**What the task asks**
Copy the whole listing verbatim.

────────────────────────────────────────

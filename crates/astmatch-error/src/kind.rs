//! Error kinds for astmatch operations.

use strum_macros::{Display, IntoStaticStr};

/// The kind of error that occurred.
///
/// Matches on `ErrorKind` let callers decide how to react without parsing
/// message strings.
#[derive(Debug, Clone, Copy, PartialEq, Eq, Hash, IntoStaticStr, Display)]
#[non_exhaustive]
pub enum ErrorKind {
    /// Catch-all for unhandled cases.
    Unexpected,

    /// The underlying parser could not parse a stub or source file.
    ParseFailed,

    /// The content cache or factory could not read a file from disk.
    IoFailed,

    /// Source or pattern text was not valid UTF-8.
    EncodingError,

    /// A caller asked for a single declaration/statement but the fragment
    /// produced zero or more than one top-level item.
    Misuse,
}

impl ErrorKind {
    /// Whether errors of this kind are worth retrying.
    ///
    /// Parse and misuse errors will not resolve themselves; only I/O has any
    /// chance of succeeding on a second attempt (e.g. a transient file lock).
    pub fn is_retryable(&self) -> bool {
        matches!(self, ErrorKind::IoFailed)
    }
}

────────────────────────────────────────

**Written response**
filename crates/astmatch-error/src/kind.rs
//! Error kinds for astmatch operations.

use strum_macros::{Display, IntoStaticStr};

/// The kind of error that occurred.
///
/// Matches on `ErrorKind` let callers decide how to react without parsing
/// message strings.
#[derive(Debug, Clone, Copy, PartialEq, Eq, Hash, IntoStaticStr, Display)]
#[non_exhaustive]
pub enum ErrorKind {
    /// Catch-all for unhandled cases.
    Unexpected,

    /// The underlying parser could not parse a stub or source file.
    ParseFailed,

    /// The content cache or factory could not read a file from disk.
    IoFailed,

    /// Source or pattern text was not valid UTF-8.
    EncodingError,

    /// A caller asked for a single declaration/statement but the fragment
    /// produced zero or more than one top-level item.
    Misuse,
}

impl ErrorKind {
    /// Whether errors of this kind are worth retrying.
    ///
    /// Parse and misuse errors will not resolve themselves; only I/O has any
    /// chance of succeeding on a second attempt (e.g. a transient file lock).
    pub fn is_retryable(&self) -> bool {
        matches!(self, ErrorKind::IoFailed)
    }
}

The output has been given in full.